Saved data entries
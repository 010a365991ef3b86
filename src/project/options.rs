//! Conversion of script option maps into synthesizer option sets.
//!
//! Project scripts pass object maps such as
//! `cython(#{ source: "foo.pyx", cplus: true, directives: #{ boundscheck: false } })`.
//! Every key is checked against the option it feeds and every value against
//! the shape that option expects; nothing is launched when one is wrong.

use crate::synth::{CompileOptions, CythonOptions, Embed, Language, LanguageLevel, SynthError};
use rhai::{Dynamic, Map};

fn invalid(field: &str, expected: &'static str) -> SynthError {
    SynthError::InvalidOptionType {
        field: field.to_string(),
        expected,
    }
}

fn string(field: &str, value: &Dynamic) -> Result<String, SynthError> {
    value
        .clone()
        .into_string()
        .map_err(|_| invalid(field, "a string"))
}

fn boolean(field: &str, value: &Dynamic) -> Result<bool, SynthError> {
    value.as_bool().map_err(|_| invalid(field, "a boolean"))
}

/// A list of strings; a single string is accepted as a one-element list.
fn string_list(field: &str, value: &Dynamic) -> Result<Vec<String>, SynthError> {
    const EXPECTED: &str = "a string or an array of strings";

    if value.is_string() {
        return Ok(vec![string(field, value)?]);
    }
    let array = value
        .clone()
        .into_array()
        .map_err(|_| invalid(field, EXPECTED))?;
    array
        .iter()
        .map(|item| item.clone().into_string().map_err(|_| invalid(field, EXPECTED)))
        .collect()
}

/// Directive values may be any scalar and are rendered as text.
fn scalar(field: &str, value: &Dynamic) -> Result<String, SynthError> {
    if value.is_string() {
        return string(field, value);
    }
    if let Ok(b) = value.as_bool() {
        // Cython spells booleans the Python way
        return Ok(if b { "True" } else { "False" }.to_string());
    }
    if value.is_int() || value.is_float() {
        return Ok(value.to_string());
    }
    Err(invalid(field, "a string, number or boolean"))
}

pub fn cython_options(map: &Map) -> Result<CythonOptions, SynthError> {
    let mut opts = CythonOptions::default();
    let mut source = None;

    for (key, value) in map {
        let key = key.as_str();
        match key {
            "source" => source = Some(string(key, value)?),
            "output" => opts.output = Some(string(key, value)?),
            "include_dirs" | "includes" => opts.include_dirs = string_list(key, value)?,
            "directives" => {
                let directives = value
                    .clone()
                    .try_cast::<Map>()
                    .ok_or_else(|| invalid(key, "an object map"))?;
                for (name, v) in &directives {
                    let field = format!("directives.{}", name);
                    opts.directives.insert(name.to_string(), scalar(&field, v)?);
                }
            }
            "timestamps" => opts.timestamps = boolean(key, value)?,
            "force" => opts.force = boolean(key, value)?,
            "quiet" => opts.quiet = boolean(key, value)?,
            "verbose" => opts.verbose = boolean(key, value)?,
            "embed_positions" => opts.embed_positions = boolean(key, value)?,
            "cleanup" => {
                opts.cleanup = if let Ok(on) = value.as_bool() {
                    on.then_some(1)
                } else {
                    let level = value
                        .as_int()
                        .ok()
                        .and_then(|n| u32::try_from(n).ok())
                        .ok_or_else(|| invalid(key, "a boolean or a non-negative integer"))?;
                    (level > 0).then_some(level)
                }
            }
            "gdb" => opts.gdb = boolean(key, value)?,
            "no_docstrings" => opts.no_docstrings = boolean(key, value)?,
            "annotate" => opts.annotate = boolean(key, value)?,
            "line_directives" => opts.line_directives = boolean(key, value)?,
            "cplus" => opts.cplus = boolean(key, value)?,
            "embed" => {
                opts.embed = if let Ok(on) = value.as_bool() {
                    if on { Embed::Main } else { Embed::Off }
                } else if value.is_string() {
                    Embed::Named(string(key, value)?)
                } else {
                    return Err(invalid(key, "a boolean or an entry point name"));
                }
            }
            "language_level" => {
                opts.language_level = match value.as_int() {
                    Ok(2) => LanguageLevel::Python2,
                    Ok(3) => LanguageLevel::Python3,
                    _ => return Err(invalid(key, "2 or 3")),
                }
            }
            "python2" => {
                if boolean(key, value)? {
                    opts.language_level = LanguageLevel::Python2;
                }
            }
            "python3" => {
                if boolean(key, value)? {
                    opts.language_level = LanguageLevel::Python3;
                }
            }
            "fast_fail" => opts.fast_fail = boolean(key, value)?,
            "warning_errors" => opts.warning_errors = boolean(key, value)?,
            "warning_extra" => opts.warning_extra = boolean(key, value)?,
            _ => return Err(SynthError::UnknownOption(key.to_string())),
        }
    }

    opts.source = source.ok_or(SynthError::MissingOption("source"))?;
    Ok(opts)
}

pub fn compile_options(map: &Map) -> Result<CompileOptions, SynthError> {
    let mut opts = CompileOptions::default();

    for (key, value) in map {
        let key = key.as_str();
        match key {
            "source" => opts.source = string(key, value)?,
            "output" => opts.output = string(key, value)?,
            "includes" => opts.includes = string_list(key, value)?,
            "libraries" => opts.libraries = string_list(key, value)?,
            "library_dirs" => opts.library_dirs = string_list(key, value)?,
            "language" => {
                let lang = string(key, value)?;
                opts.language = Language::parse(&lang).ok_or_else(|| invalid(key, "\"c\" or \"c++\""))?;
            }
            "shared" => opts.shared = boolean(key, value)?,
            _ => return Err(SynthError::UnknownOption(key.to_string())),
        }
    }

    if opts.source.is_empty() {
        return Err(SynthError::MissingOption("source"));
    }
    if opts.output.is_empty() {
        return Err(SynthError::MissingOption("output"));
    }
    Ok(opts)
}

■ **WHAT YOU WILL DO**: Your answer must be a single number: the count of lines in the records that hold the word "MissingOption".

■ **OUTPUT OF THE EXERCISE**: 3